- **ACTION ITEM**: When transcribing the entries, keep each one exactly as it is.

***** RECORD EXTRACTS

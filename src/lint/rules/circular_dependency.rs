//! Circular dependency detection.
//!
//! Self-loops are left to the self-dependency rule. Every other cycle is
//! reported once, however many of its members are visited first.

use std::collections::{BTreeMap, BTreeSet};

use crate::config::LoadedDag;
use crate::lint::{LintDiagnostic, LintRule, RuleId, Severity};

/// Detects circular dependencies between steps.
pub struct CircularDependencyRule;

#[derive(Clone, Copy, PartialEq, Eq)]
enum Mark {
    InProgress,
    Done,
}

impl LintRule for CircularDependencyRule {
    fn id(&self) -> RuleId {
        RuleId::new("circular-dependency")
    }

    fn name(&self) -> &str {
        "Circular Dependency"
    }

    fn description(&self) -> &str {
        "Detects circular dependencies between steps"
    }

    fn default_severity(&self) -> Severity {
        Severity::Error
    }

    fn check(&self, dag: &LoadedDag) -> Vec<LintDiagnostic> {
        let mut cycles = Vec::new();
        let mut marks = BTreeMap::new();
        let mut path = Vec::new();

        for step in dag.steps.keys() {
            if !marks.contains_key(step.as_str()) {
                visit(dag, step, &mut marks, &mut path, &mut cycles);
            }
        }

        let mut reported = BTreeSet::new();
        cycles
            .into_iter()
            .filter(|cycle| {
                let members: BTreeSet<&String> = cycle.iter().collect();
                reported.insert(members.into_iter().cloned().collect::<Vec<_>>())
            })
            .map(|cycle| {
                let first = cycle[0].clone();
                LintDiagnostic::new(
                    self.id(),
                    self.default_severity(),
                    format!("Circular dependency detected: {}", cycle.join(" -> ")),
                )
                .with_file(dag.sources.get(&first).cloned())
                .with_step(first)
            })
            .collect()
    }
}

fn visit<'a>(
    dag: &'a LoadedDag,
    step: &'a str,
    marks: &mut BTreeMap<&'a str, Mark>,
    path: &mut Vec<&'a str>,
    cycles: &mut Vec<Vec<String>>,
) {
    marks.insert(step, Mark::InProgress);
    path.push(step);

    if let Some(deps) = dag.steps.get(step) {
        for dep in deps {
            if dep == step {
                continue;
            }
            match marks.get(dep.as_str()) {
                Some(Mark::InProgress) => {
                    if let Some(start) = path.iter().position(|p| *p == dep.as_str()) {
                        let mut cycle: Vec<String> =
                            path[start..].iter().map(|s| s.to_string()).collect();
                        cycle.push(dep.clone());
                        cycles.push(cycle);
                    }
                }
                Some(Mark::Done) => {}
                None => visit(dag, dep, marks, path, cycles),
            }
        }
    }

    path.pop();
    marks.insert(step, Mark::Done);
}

**********

- **RESULT OF THE EXERCISE**:
filename src/lint/rules/circular_dependency.rs
//! Circular dependency detection.
//!
//! Self-loops are left to the self-dependency rule. Every other cycle is
//! reported once, however many of its members are visited first.

use std::collections::{BTreeMap, BTreeSet};

use crate::config::LoadedDag;
use crate::lint::{LintDiagnostic, LintRule, RuleId, Severity};

/// Detects circular dependencies between steps.
pub struct CircularDependencyRule;

#[derive(Clone, Copy, PartialEq, Eq)]
enum Mark {
    InProgress,
    Done,
}

impl LintRule for CircularDependencyRule {
    fn id(&self) -> RuleId {
        RuleId::new("circular-dependency")
    }

    fn name(&self) -> &str {
        "Circular Dependency"
    }

    fn description(&self) -> &str {
        "Detects circular dependencies between steps"
    }

    fn default_severity(&self) -> Severity {
        Severity::Error
    }

    fn check(&self, dag: &LoadedDag) -> Vec<LintDiagnostic> {
        let mut cycles = Vec::new();
        let mut marks = BTreeMap::new();
        let mut path = Vec::new();

        for step in dag.steps.keys() {
            if !marks.contains_key(step.as_str()) {
                visit(dag, step, &mut marks, &mut path, &mut cycles);
            }
        }

        let mut reported = BTreeSet::new();
        cycles
            .into_iter()
            .filter(|cycle| {
                let members: BTreeSet<&String> = cycle.iter().collect();
                reported.insert(members.into_iter().cloned().collect::<Vec<_>>())
            })
            .map(|cycle| {
                let first = cycle[0].clone();
                LintDiagnostic::new(
                    self.id(),
                    self.default_severity(),
                    format!("Circular dependency detected: {}", cycle.join(" -> ")),
                )
                .with_file(dag.sources.get(&first).cloned())
                .with_step(first)
            })
            .collect()
    }
}

fn visit<'a>(
    dag: &'a LoadedDag,
    step: &'a str,
    marks: &mut BTreeMap<&'a str, Mark>,
    path: &mut Vec<&'a str>,
    cycles: &mut Vec<Vec<String>>,
) {
    marks.insert(step, Mark::InProgress);
    path.push(step);

    if let Some(deps) = dag.steps.get(step) {
        for dep in deps {
            if dep == step {
                continue;
            }
            match marks.get(dep.as_str()) {
                Some(Mark::InProgress) => {
                    if let Some(start) = path.iter().position(|p| *p == dep.as_str()) {
                        let mut cycle: Vec<String> =
                            path[start..].iter().map(|s| s.to_string()).collect();
                        cycle.push(dep.clone());
                        cycles.push(cycle);
                    }
                }
                Some(Mark::Done) => {}
                None => visit(dag, dep, marks, path, cycles),
            }
        }
    }

    path.pop();
    marks.insert(step, Mark::Done);
}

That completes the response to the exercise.